Luqman — Wikipédia

le nom de Luqman en calligraphie arabe

Luqman (Locman ou Loqman ou lockman) (en arabe : لقمان) est le nom d'un sage pré-islamique mentionné dans la trente et unième sourate du Coran[1]. Selon la tradition islamique, Luqman est un sage qui aurait vécu au XIe siècle av. J.-C. et viendrait d'Abyssinie, d'Égypte ou de Palestine[2],[3]. Il aurait vécu auprès d'un puissant roi qui le respectait beaucoup, dont certains pensent qu'il s'agissait du roi David[4]. Plus tard, au Moyen Âge, on a fait de lui un auteur de fables[5].

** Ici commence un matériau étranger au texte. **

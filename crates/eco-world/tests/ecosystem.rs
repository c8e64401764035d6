//! Whole-simulation behaviour on seeded and hand-placed fields.

use eco_core::{
    Coordinate, HabitatRecord, LifecycleRules, PlantRecord, PopulationEntry, SeasonRecord, Sex,
    SimulationConfig, StopReason,
};
use eco_world::{
    Animal, AnimalProfile, Entity, Plant, PlantProfile, PlantState, Predator, Simulation, World,
};
use std::collections::HashSet;
use std::sync::Arc;

fn mild_habitat() -> HabitatRecord {
    HabitatRecord {
        name: "mild".to_string(),
        spring: SeasonRecord::new(15, 0),
        summer: SeasonRecord::new(15, 0),
        autumn: SeasonRecord::new(15, 0),
        winter: SeasonRecord::new(15, 0),
        plant_concentration: 0.0,
    }
}

fn breeder(nocturnal: bool) -> Arc<AnimalProfile> {
    Arc::new(AnimalProfile {
        name: "vole".to_string(),
        max_temperature: 40,
        min_temperature: -10,
        nutritional_value: 10,
        reproduction_probability: 1.0,
        max_age: 50,
        breeding_age: 0,
        max_litter_size: 1,
        hibernates: false,
        nocturnal,
    })
}

fn hand_built(rows: usize, cols: usize) -> SimulationConfig {
    SimulationConfig {
        rows,
        cols,
        habitat: mild_habitat(),
        populations: Vec::new(),
        ..Default::default()
    }
}

fn add_animal(world: &mut World, profile: &Arc<AnimalProfile>, cell: Coordinate, sex: Sex) {
    let id = world.allocate_id();
    world
        .insert(Entity::Animal(Animal::new(id, Arc::clone(profile), cell, sex, 1, 40)))
        .unwrap();
}

/// Every occupied cell points at a living entity that agrees on its location,
/// and every living entity sits on its own cell.
fn assert_grid_consistent(world: &World) {
    for (cell, occupant) in world.grid().iter() {
        if let Some(id) = occupant {
            let entity = world.get(id).expect("occupant missing from world");
            assert!(entity.is_alive(), "dead entity {id} still on {cell}");
            assert_eq!(entity.location(), Some(cell));
        }
    }
    for entity in world.entities() {
        if entity.is_alive() {
            let cell = entity.location().expect("living entity without a cell");
            assert_eq!(world.grid().get(cell), Some(entity.id()));
        }
    }
}

#[test]
fn seeded_run_keeps_grid_and_counts_consistent() {
    let mut config = SimulationConfig {
        rows: 30,
        cols: 30,
        seed: 2024,
        ..Default::default()
    };
    config.rules.season_length = 10;
    config.populations = vec![
        PopulationEntry::new("rabbit", 60),
        PopulationEntry::new("hedgehog", 20),
        PopulationEntry::new("fox", 12),
        PopulationEntry::new("wolf", 6),
    ];

    let mut sim = Simulation::new(config).unwrap();
    for _ in 0..120 {
        if sim.step().unwrap().is_none() {
            break;
        }
        assert_grid_consistent(sim.world());
        let occupied = sim.snapshot().occupied();
        assert_eq!(sim.counts().total(), occupied);
    }
    assert_eq!(sim.step_count(), 120);
}

#[test]
fn all_male_population_never_breeds() {
    let profile = breeder(true);
    let mut world = World::new(6, 6);
    for cell in [(0, 0), (0, 1), (1, 0), (1, 1), (3, 3), (3, 4)] {
        add_animal(&mut world, &profile, Coordinate::new(cell.0, cell.1), Sex::Male);
    }
    let mut sim = Simulation::from_world(hand_built(6, 6), world).unwrap();
    for _ in 0..60 {
        sim.step().unwrap();
    }
    assert_eq!(sim.births(), 0);
    let ids: HashSet<_> = sim.world().entities().map(Entity::id).collect();
    assert!(ids.iter().all(|id| id.0 < 6));
}

#[test]
fn newborns_do_not_act_in_their_birth_step() {
    // 2x2 field: mother and father on the top row. Every move below has
    // exactly one free cell to choose from.
    let profile = breeder(true);
    let mut world = World::new(2, 2);
    add_animal(&mut world, &profile, Coordinate::new(0, 0), Sex::Female);
    add_animal(&mut world, &profile, Coordinate::new(0, 1), Sex::Male);

    let mut sim = Simulation::from_world(hand_built(2, 2), world).unwrap();
    sim.step().unwrap();

    // Newborn lands on (1, 0); mother moves to (1, 1), father to (0, 0).
    // Had the newborn acted it would have taken the vacated (0, 1).
    assert_eq!(sim.births(), 1);
    assert_eq!(sim.deaths(), 0);
    assert_eq!(sim.live_count(), 3);
    let snapshot = sim.snapshot();
    assert_eq!(snapshot.species_at(Coordinate::new(1, 0)), Some("vole"));
    assert_eq!(snapshot.species_at(Coordinate::new(0, 1)), None);

    // Next step it acts like everyone else and leaves its birth cell.
    sim.step().unwrap();
    assert_eq!(sim.snapshot().species_at(Coordinate::new(1, 0)), None);
}

#[test]
fn prey_eaten_mid_step_never_acts() {
    // 1x3 field: stoat, vole, free cell. The stoat acts first.
    let stoat = Arc::new(AnimalProfile {
        name: "stoat".to_string(),
        ..(*breeder(true)).clone()
    });
    let vole = breeder(true);
    let mut world = World::new(1, 3);
    let hunter = world.allocate_id();
    world
        .insert(Entity::Predator(Predator::new(
            Animal::new(hunter, stoat, Coordinate::new(0, 0), Sex::Male, 1, 1),
            3,
        )))
        .unwrap();
    let prey = world.allocate_id();
    world
        .insert(Entity::Animal(Animal::new(prey, vole, Coordinate::new(0, 1), Sex::Male, 1, 40)))
        .unwrap();
    assert!(hunter < prey);

    let mut sim = Simulation::from_world(hand_built(1, 3), world).unwrap();
    sim.step().unwrap();

    assert_eq!(sim.deaths(), 1);
    assert_eq!(sim.live_count(), 1);
    assert!(sim.world().get(prey).is_none());
    assert_eq!(sim.world().grid().get(Coordinate::new(0, 1)), Some(hunter));
    assert!(sim.world().grid().is_free(Coordinate::new(0, 2)));
    assert_grid_consistent(sim.world());

    sim.step().unwrap();
    assert_eq!(sim.deaths(), 1);
}

#[test]
fn dormant_plant_regrows_in_place_next_spring() {
    let mut config = hand_built(3, 3);
    config.habitat.winter = SeasonRecord::new(-10, 0);
    config.rules = LifecycleRules {
        season_length: 2,
        ..Default::default()
    };
    config.plant = PlantRecord {
        name: "clover".to_string(),
        max_temperature: 30,
        min_temperature: 0,
        nutritional_value: 3,
        reproduction_probability: 0.0,
        max_health: 2,
    };

    let cell = Coordinate::new(1, 1);
    let mut world = World::new(3, 3);
    let id = world.allocate_id();
    let profile = Arc::new(PlantProfile::from(&config.plant));
    world
        .insert(Entity::Plant(Plant::new(id, profile, cell, config.plant.max_health)))
        .unwrap();

    let mut sim = Simulation::from_world(config, world).unwrap();
    let plant_state = |sim: &Simulation| match sim.world().get(id) {
        Some(Entity::Plant(plant)) => plant.state(),
        other => panic!("plant missing: {other:?}"),
    };

    // Winter begins on step 6.
    for _ in 0..5 {
        sim.step().unwrap();
    }
    assert_eq!(plant_state(&sim), PlantState::Alive);

    sim.step().unwrap();
    assert_eq!(sim.environment().season_name(), "winter");
    assert_eq!(plant_state(&sim), PlantState::Dormant);
    assert!(sim.world().grid().is_free(cell));
    assert_eq!(sim.live_count(), 1);
    assert_eq!(sim.world().get(id).and_then(Entity::location), Some(cell));

    sim.step().unwrap();
    assert_eq!(plant_state(&sim), PlantState::Dormant);

    // Spring, daytime, survivable: back on its old cell at full health.
    sim.step().unwrap();
    assert_eq!(sim.environment().season_name(), "spring");
    assert!(!sim.is_night());
    assert_eq!(plant_state(&sim), PlantState::Alive);
    assert_eq!(sim.world().grid().get(cell), Some(id));
}

#[test]
fn lone_species_is_not_viable() {
    let mut world = World::new(4, 4);
    let id = world.allocate_id();
    let config = hand_built(4, 4);
    let profile = Arc::new(PlantProfile::from(&config.plant));
    world
        .insert(Entity::Plant(Plant::new(id, profile, Coordinate::new(2, 2), 3)))
        .unwrap();

    let mut sim = Simulation::from_world(config, world).unwrap();
    assert!(!sim.is_viable());
    let summary = sim.simulate(25).unwrap();
    assert_eq!(summary.stop_reason, StopReason::NotViable);
    assert_eq!(summary.steps_executed, 0);
}

#[test]
fn json_config_drives_a_long_run() {
    let json = r#"{
        "rows": 25,
        "cols": 25,
        "seed": 99,
        "scenario": "high",
        "long_run_steps": 40,
        "populations": [
            { "species": "rabbit", "count": 40 },
            { "species": "fox", "count": 8 }
        ]
    }"#;
    let config = SimulationConfig::from_json_str(json).unwrap();
    let mut sim = Simulation::new(config).unwrap();
    let summary = sim.run_long().unwrap();

    assert!(summary.steps_executed <= 40);
    assert_eq!(summary.final_step, summary.steps_executed);
    if summary.stop_reason == StopReason::Completed {
        assert_eq!(summary.steps_executed, 40);
    }
    assert_grid_consistent(sim.world());
}

#[test]
fn status_serializes_for_renderers() {
    let mut config = SimulationConfig {
        rows: 12,
        cols: 12,
        seed: 5,
        ..Default::default()
    };
    config.populations = vec![PopulationEntry::new("rabbit", 10)];
    let mut sim = Simulation::new(config).unwrap();
    let status = sim.step().unwrap().unwrap();

    let value = serde_json::to_value(&status).unwrap();
    assert_eq!(value["step"], 1);
    assert_eq!(value["season"], "spring");
    assert!(value["time_of_day"].as_str().unwrap().starts_with("Night"));
}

Sources[modifier | modifier le code]

Dans la culture pré-islamique, qui le désigne du nom de Luqman ibn ʿAd, il est un personnage dont on retient deux traits : sa sagesse et sa longévité. Il est loué pour sa sagesse par le poète Imru al-Qays. Sa longévité sera interprétée, dans la tradition musulmane, comme une récompense divine pour sa piété[5].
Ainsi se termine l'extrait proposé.